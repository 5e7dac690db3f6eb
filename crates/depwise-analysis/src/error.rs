//! Error types for the analysis engine

use thiserror::Error;

/// Errors that can occur while analyzing a dependency update
#[derive(Debug, Error, PartialEq, Clone)]
pub enum AnalysisError {
    /// Invalid or missing configuration (fatal at construction time)
    #[error("Configuration error: {0}")]
    Config(String),

    /// Network-level failure talking to a backend
    #[error("Network error: {0}")]
    Network(String),

    /// Backend request exceeded its transport timeout
    #[error("Request timeout: {0}")]
    Timeout(String),

    /// Authentication rejected by the backend (never includes key material)
    #[error("Authentication failed: {0}")]
    AuthError(String),

    /// Rate limited by the backend
    #[error("Rate limited, retry after {0} seconds")]
    RateLimited(u64),

    /// Backend answered with a non-success status
    #[error("Backend error ({status}): {message}")]
    Backend { status: u16, message: String },

    /// Backend reply did not contain a well-formed JSON object of the expected shape
    #[error("Parse error: {0}")]
    Parse(String),

    /// Analyzer failed its availability probe
    #[error("Analyzer unavailable: {0}")]
    Unavailable(String),

    /// Caller cancellation or deadline fired
    #[error("Analysis cancelled: {0}")]
    Cancelled(String),

    /// Every analyzer in the effective order failed
    #[error("All analyzers failed (tried: {}): {last}", .attempted.join(", "))]
    Exhausted {
        attempted: Vec<String>,
        last: Box<AnalysisError>,
    },

    /// No registered analyzer appears in the effective order
    #[error("No analyzers available")]
    NoAnalyzers,

    /// Analyzer not found in the registry
    #[error("Analyzer not found: {0}")]
    NotFound(String),

    /// Internal error
    #[error("Internal error: {0}")]
    Internal(String),
}

impl AnalysisError {
    /// Whether this error came from caller cancellation or an expired deadline
    pub fn is_cancellation(&self) -> bool {
        matches!(self, AnalysisError::Cancelled(_))
    }

    /// Whether another attempt (on the same or a different analyzer) may succeed
    pub fn is_retryable(&self) -> bool {
        !matches!(
            self,
            AnalysisError::Cancelled(_)
                | AnalysisError::Config(_)
                | AnalysisError::AuthError(_)
                | AnalysisError::Exhausted { .. }
                | AnalysisError::NoAnalyzers
        )
    }
}

impl From<serde_json::Error> for AnalysisError {
    fn from(err: serde_json::Error) -> Self {
        AnalysisError::Parse(err.to_string())
    }
}

impl From<reqwest::Error> for AnalysisError {
    fn from(err: reqwest::Error) -> Self {
        if err.is_timeout() {
            AnalysisError::Timeout(err.to_string())
        } else if err.is_connect() {
            AnalysisError::Network(err.to_string())
        } else if err.is_decode() {
            AnalysisError::Parse(err.to_string())
        } else if let Some(status) = err.status() {
            AnalysisError::Backend {
                status: status.as_u16(),
                message: err.to_string(),
            }
        } else {
            AnalysisError::Network(err.to_string())
        }
    }
}
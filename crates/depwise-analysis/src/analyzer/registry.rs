//! Analyzer registry keyed by analyzer name

use std::collections::HashMap;
use std::sync::Arc;

use super::Analyzer;
use crate::error::AnalysisError;

/// Registry of constructed analyzers
#[derive(Clone, Default)]
pub struct AnalyzerRegistry {
    analyzers: HashMap<String, Arc<dyn Analyzer>>,
}

impl AnalyzerRegistry {
    /// Create a new empty registry
    pub fn new() -> Self {
        Self::default()
    }

    /// Register an analyzer under its own name, replacing any previous entry
    pub fn register(&mut self, analyzer: Arc<dyn Analyzer>) {
        let name = analyzer.name().to_string();
        self.analyzers.insert(name, analyzer);
    }

    /// Remove an analyzer by name
    pub fn unregister(&mut self, name: &str) -> Result<Arc<dyn Analyzer>, AnalysisError> {
        self.analyzers
            .remove(name)
            .ok_or_else(|| AnalysisError::NotFound(name.to_string()))
    }

    /// Get an analyzer by name
    pub fn get(&self, name: &str) -> Result<Arc<dyn Analyzer>, AnalysisError> {
        self.analyzers
            .get(name)
            .cloned()
            .ok_or_else(|| AnalysisError::NotFound(name.to_string()))
    }

    /// Check if an analyzer is registered
    pub fn contains(&self, name: &str) -> bool {
        self.analyzers.contains_key(name)
    }

    /// Registered names, sorted for stable output
    pub fn names(&self) -> Vec<String> {
        let mut names: Vec<String> = self.analyzers.keys().cloned().collect();
        names.sort();
        names
    }

    pub fn len(&self) -> usize {
        self.analyzers.len()
    }

    pub fn is_empty(&self) -> bool {
        self.analyzers.is_empty()
    }
}

impl std::fmt::Debug for AnalyzerRegistry {
    fn fmt(&self, f: &mut std::fmt::Formatter<'_>) -> std::fmt::Result {
        f.debug_struct("AnalyzerRegistry")
            .field("analyzers", &self.names())
            .finish()
    }
}
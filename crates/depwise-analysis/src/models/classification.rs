//! Update classification request/response

use serde::{Deserialize, Serialize};

use super::{CategoryKind, Priority, ProjectContext, RiskLevel, UpdateType, Urgency};

/// Request to classify an update for scheduling
#[derive(Debug, Clone, PartialEq, Eq, Default, Serialize, Deserialize)]
pub struct UpdateClassificationRequest {
    pub package_name: String,
    pub from_version: String,
    pub to_version: String,
    #[serde(default)]
    pub changelog: String,
    #[serde(default)]
    pub project: ProjectContext,
}

/// Independent relevance weight for one category
///
/// Weights are not normalized; several categories may each be highly relevant.
#[derive(Debug, Clone, PartialEq, Serialize, Deserialize)]
pub struct CategoryWeight {
    pub category: CategoryKind,
    pub weight: f64,
}

/// Aggregate risk judgment with its contributing factors
#[derive(Debug, Clone, PartialEq, Serialize, Deserialize)]
pub struct RiskAssessment {
    pub level: RiskLevel,
    pub score: f64,
    pub factors: Vec<String>,
}

/// Result of an update classification
#[derive(Debug, Clone, PartialEq, Serialize, Deserialize)]
pub struct UpdateClassificationResponse {
    pub package_name: String,
    pub from_version: String,
    pub to_version: String,
    pub update_type: UpdateType,
    pub priority: Priority,
    pub urgency: Urgency,
    pub categories: Vec<CategoryWeight>,
    pub risk: RiskAssessment,
    pub confidence: f64,
    pub summary: String,
}

impl UpdateClassificationResponse {
    /// Weight for a category, or `0.0` if the category was not emitted
    pub fn weight_of(&self, category: CategoryKind) -> f64 {
        self.categories
            .iter()
            .filter(|c| c.category == category)
            .map(|c| c.weight)
            .sum()
    }
}
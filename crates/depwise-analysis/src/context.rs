//! Caller-supplied cancellation and deadline for analysis calls

use std::time::Duration;

use tokio::time::Instant;
use tokio_util::sync::CancellationToken;

use crate::error::AnalysisError;

/// Cancellation signal observed at every blocking point of an analysis call
///
/// A context fires when its token is cancelled or its deadline passes.
/// Clones share the same token.
#[derive(Debug, Clone, Default)]
pub struct AnalysisContext {
    token: CancellationToken,
    deadline: Option<Instant>,
}

impl AnalysisContext {
    /// Context that never expires on its own
    pub fn new() -> Self {
        Self::default()
    }

    /// Context that expires `timeout` from now
    pub fn with_timeout(timeout: Duration) -> Self {
        Self::new().deadline(Instant::now() + timeout)
    }

    /// Context that expires at `deadline`
    pub fn with_deadline(deadline: Instant) -> Self {
        Self::new().deadline(deadline)
    }

    /// Context bound to an existing cancellation token
    pub fn with_token(token: CancellationToken) -> Self {
        Self {
            token,
            deadline: None,
        }
    }

    /// Set or tighten the deadline
    pub fn deadline(mut self, deadline: Instant) -> Self {
        self.deadline = Some(match self.deadline {
            Some(existing) => existing.min(deadline),
            None => deadline,
        });
        self
    }

    /// The deadline, if any
    pub fn deadline_at(&self) -> Option<Instant> {
        self.deadline
    }

    /// Time left before the deadline; `None` if no deadline is set
    pub fn remaining(&self) -> Option<Duration> {
        self.deadline
            .map(|deadline| deadline.saturating_duration_since(Instant::now()))
    }

    /// Cancel this context and every clone of it
    pub fn cancel(&self) {
        self.token.cancel();
    }

    /// The underlying token
    pub fn token(&self) -> &CancellationToken {
        &self.token
    }

    /// Whether the token fired or the deadline passed
    pub fn is_cancelled(&self) -> bool {
        self.token.is_cancelled()
            || self
                .deadline
                .is_some_and(|deadline| Instant::now() >= deadline)
    }

    /// Resolves once the token fires or the deadline passes
    pub async fn cancelled(&self) {
        match self.deadline {
            Some(deadline) => {
                tokio::select! {
                    _ = self.token.cancelled() => {}
                    _ = tokio::time::sleep_until(deadline) => {}
                }
            }
            None => self.token.cancelled().await,
        }
    }

    /// `Err(Cancelled)` if the context already fired
    pub fn check(&self) -> Result<(), AnalysisError> {
        if self.is_cancelled() {
            Err(self.cancellation_error())
        } else {
            Ok(())
        }
    }

    /// The error reported when this context fires
    pub fn cancellation_error(&self) -> AnalysisError {
        if self.token.is_cancelled() {
            AnalysisError::Cancelled("cancelled by caller".to_string())
        } else {
            AnalysisError::Cancelled("deadline exceeded".to_string())
        }
    }

    /// Run `future` unless the context fires first
    pub async fn run<F, T>(&self, future: F) -> Result<T, AnalysisError>
    where
        F: std::future::Future<Output = Result<T, AnalysisError>>,
    {
        self.check()?;
        tokio::select! {
            biased;
            _ = self.cancelled() => Err(self.cancellation_error()),
            result = future => result,
        }
    }

    /// Sleep for `delay` unless the context fires first
    pub async fn sleep(&self, delay: Duration) -> Result<(), AnalysisError> {
        self.run(async {
            tokio::time::sleep(delay).await;
            Ok(())
        })
        .await
    }
}

#[cfg(test)]
mod tests {
    use super::*;

    #[tokio::test]
    async fn test_expired_deadline_is_cancelled() {
        let ctx = AnalysisContext::with_deadline(Instant::now() - Duration::from_millis(1));
        assert!(ctx.is_cancelled());
        assert_eq!(
            ctx.check(),
            Err(AnalysisError::Cancelled("deadline exceeded".to_string()))
        );
    }

    #[tokio::test]
    async fn test_cancel_propagates_to_clones() {
        let ctx = AnalysisContext::new();
        let clone = ctx.clone();
        assert!(!clone.is_cancelled());
        ctx.cancel();
        assert!(clone.is_cancelled());
        assert_eq!(
            clone.check(),
            Err(AnalysisError::Cancelled("cancelled by caller".to_string()))
        );
    }

    #[tokio::test]
    async fn test_sleep_returns_early_on_deadline() {
        let ctx = AnalysisContext::with_timeout(Duration::from_millis(20));
        let started = std::time::Instant::now();
        let result = ctx.sleep(Duration::from_secs(10)).await;
        assert!(matches!(result, Err(AnalysisError::Cancelled(_))));
        assert!(started.elapsed() < Duration::from_secs(2));
    }

    #[tokio::test]
    async fn test_run_completes_when_not_cancelled() {
        let ctx = AnalysisContext::with_timeout(Duration::from_secs(5));
        let value = ctx.run(async { Ok::<_, AnalysisError>(7) }).await;
        assert_eq!(value, Ok(7));
    }

    #[test]
    fn test_deadline_only_tightens() {
        let now = Instant::now();
        let ctx = AnalysisContext::with_deadline(now + Duration::from_secs(1))
            .deadline(now + Duration::from_secs(10));
        assert_eq!(ctx.deadline_at(), Some(now + Duration::from_secs(1)));
    }
}
//! Public API surface changes derived from file records and unified diffs

use once_cell::sync::Lazy;
use regex::Regex;

use crate::models::{ApiChange, ApiChangeKind, FileChange, FileChangeType};

static DECLARATION: Lazy<Regex> = Lazy::new(|| {
    Regex::new(
        r"(?m)^([+-])\s*(?:export\s+(?:default\s+)?(?:async\s+)?(?:function|class|const|let|var|interface|type|enum)|pub\s+(?:async\s+)?(?:fn|struct|enum|trait|type|const|mod)|def|class|func)\s+([A-Za-z_]\w*)",
    )
    .expect("declaration pattern is valid")
});

/// Whether a path looks like part of a package's public surface
pub fn is_public_surface(path: &str) -> bool {
    let lower = path.to_ascii_lowercase();
    let file = lower.rsplit('/').next().unwrap_or(lower.as_str());

    lower.ends_with(".d.ts")
        || file.starts_with("index.")
        || file == "lib.rs"
        || file == "mod.rs"
        || file == "__init__.py"
        || lower.starts_with("api/")
        || lower.contains("/api/")
        || lower.starts_with("include/")
        || lower.contains("/include/")
}

/// API changes implied by file change records on public surface files
pub fn from_file_changes(changes: &[FileChange]) -> Vec<ApiChange> {
    changes
        .iter()
        .filter(|change| is_public_surface(&change.path))
        .filter_map(|change| match change.change_type {
            FileChangeType::Deleted => Some(ApiChange {
                kind: ApiChangeKind::Removed,
                element: change.path.clone(),
                description: format!("Public module {} was deleted", change.path),
                breaking: true,
                confidence: 0.8,
            }),
            FileChangeType::Renamed => Some(ApiChange {
                kind: ApiChangeKind::Renamed,
                element: change.path.clone(),
                description: format!("Public module {} was renamed", change.path),
                breaking: true,
                confidence: 0.6,
            }),
            FileChangeType::Added => Some(ApiChange {
                kind: ApiChangeKind::Added,
                element: change.path.clone(),
                description: format!("Public module {} was added", change.path),
                breaking: false,
                confidence: 0.6,
            }),
            FileChangeType::Modified if change.lines_removed > 0 => Some(ApiChange {
                kind: ApiChangeKind::Modified,
                element: change.path.clone(),
                description: format!(
                    "{} lines removed and {} added in public module {}",
                    change.lines_removed, change.lines_added, change.path
                ),
                breaking: change.lines_removed > change.lines_added,
                confidence: 0.5,
            }),
            FileChangeType::Modified => None,
        })
        .collect()
}

/// API changes implied by declarations added or removed in a unified diff
///
/// A name both removed and re-added is reported once as modified.
pub fn from_diff(diff: &str) -> Vec<ApiChange> {
    let mut removed: Vec<&str> = Vec::new();
    let mut added: Vec<&str> = Vec::new();

    for captures in DECLARATION.captures_iter(diff) {
        let (Some(sign), Some(name)) = (captures.get(1), captures.get(2)) else {
            continue;
        };
        let bucket = if sign.as_str() == "-" {
            &mut removed
        } else {
            &mut added
        };
        if !bucket.contains(&name.as_str()) {
            bucket.push(name.as_str());
        }
    }

    let mut changes = Vec::new();
    for name in &removed {
        if added.contains(name) {
            changes.push(ApiChange {
                kind: ApiChangeKind::Modified,
                element: name.to_string(),
                description: format!("Signature of {} changed", name),
                breaking: true,
                confidence: 0.6,
            });
        } else {
            changes.push(ApiChange {
                kind: ApiChangeKind::Removed,
                element: name.to_string(),
                description: format!("{} was removed", name),
                breaking: true,
                confidence: 0.75,
            });
        }
    }
    for name in added.iter().filter(|name| !removed.contains(*name)) {
        changes.push(ApiChange {
            kind: ApiChangeKind::Added,
            element: name.to_string(),
            description: format!("{} was added", name),
            breaking: false,
            confidence: 0.7,
        });
    }
    changes
}

#[cfg(test)]
mod tests {
    use super::*;

    fn file(path: &str, change_type: FileChangeType, added: u32, removed: u32) -> FileChange {
        FileChange {
            path: path.to_string(),
            change_type,
            lines_added: added,
            lines_removed: removed,
        }
    }

    #[test]
    fn test_public_surface_paths() {
        assert!(is_public_surface("types/index.d.ts"));
        assert!(is_public_surface("src/index.js"));
        assert!(is_public_surface("src/lib.rs"));
        assert!(is_public_surface("pkg/__init__.py"));
        assert!(is_public_surface("src/api/client.ts"));
        assert!(!is_public_surface("src/internal/helpers.ts"));
        assert!(!is_public_surface("README.md"));
    }

    #[test]
    fn test_from_file_changes() {
        let changes = from_file_changes(&[
            file("src/index.ts", FileChangeType::Modified, 10, 40),
            file("src/api/legacy.ts", FileChangeType::Deleted, 0, 120),
            file("src/util.ts", FileChangeType::Deleted, 0, 50),
            file("src/lib.rs", FileChangeType::Modified, 5, 0),
        ]);

        assert_eq!(changes.len(), 2);
        assert_eq!(changes[0].kind, ApiChangeKind::Modified);
        assert!(changes[0].breaking);
        assert_eq!(changes[1].kind, ApiChangeKind::Removed);
        assert_eq!(changes[1].element, "src/api/legacy.ts");
    }

    #[test]
    fn test_from_diff_pairs_declarations() {
        let diff = "\
--- a/src/index.ts
+++ b/src/index.ts
-export function parse(input: string) {
+export function parse(input: string, options: Options) {
-export const LEGACY_MODE = true;
+export class Parser {
";
        let changes = from_diff(diff);
        assert_eq!(changes.len(), 3);
        assert_eq!(changes[0].kind, ApiChangeKind::Modified);
        assert_eq!(changes[0].element, "parse");
        assert_eq!(changes[1].kind, ApiChangeKind::Removed);
        assert_eq!(changes[1].element, "LEGACY_MODE");
        assert_eq!(changes[2].kind, ApiChangeKind::Added);
        assert!(!changes[2].breaking);
    }
}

------------------------------------------------

### WHAT IS BEING ASKED
Copy the lines above exactly, beginning at the line that has "let mut names: Vec<String>" and stopping after the line that has "filename crates/depwise-analysis/src/models/classification.rs", and omit the rest.

### PROBLEM SOLUTION
        let mut names: Vec<String> = self.analyzers.keys().cloned().collect();
        names.sort();
        names
    }

    pub fn len(&self) -> usize {
        self.analyzers.len()
    }

    pub fn is_empty(&self) -> bool {
        self.analyzers.is_empty()
    }
}

impl std::fmt::Debug for AnalyzerRegistry {
    fn fmt(&self, f: &mut std::fmt::Formatter<'_>) -> std::fmt::Result {
        f.debug_struct("AnalyzerRegistry")
            .field("analyzers", &self.names())
            .finish()
    }
}
filename crates/depwise-analysis/src/models/classification.rs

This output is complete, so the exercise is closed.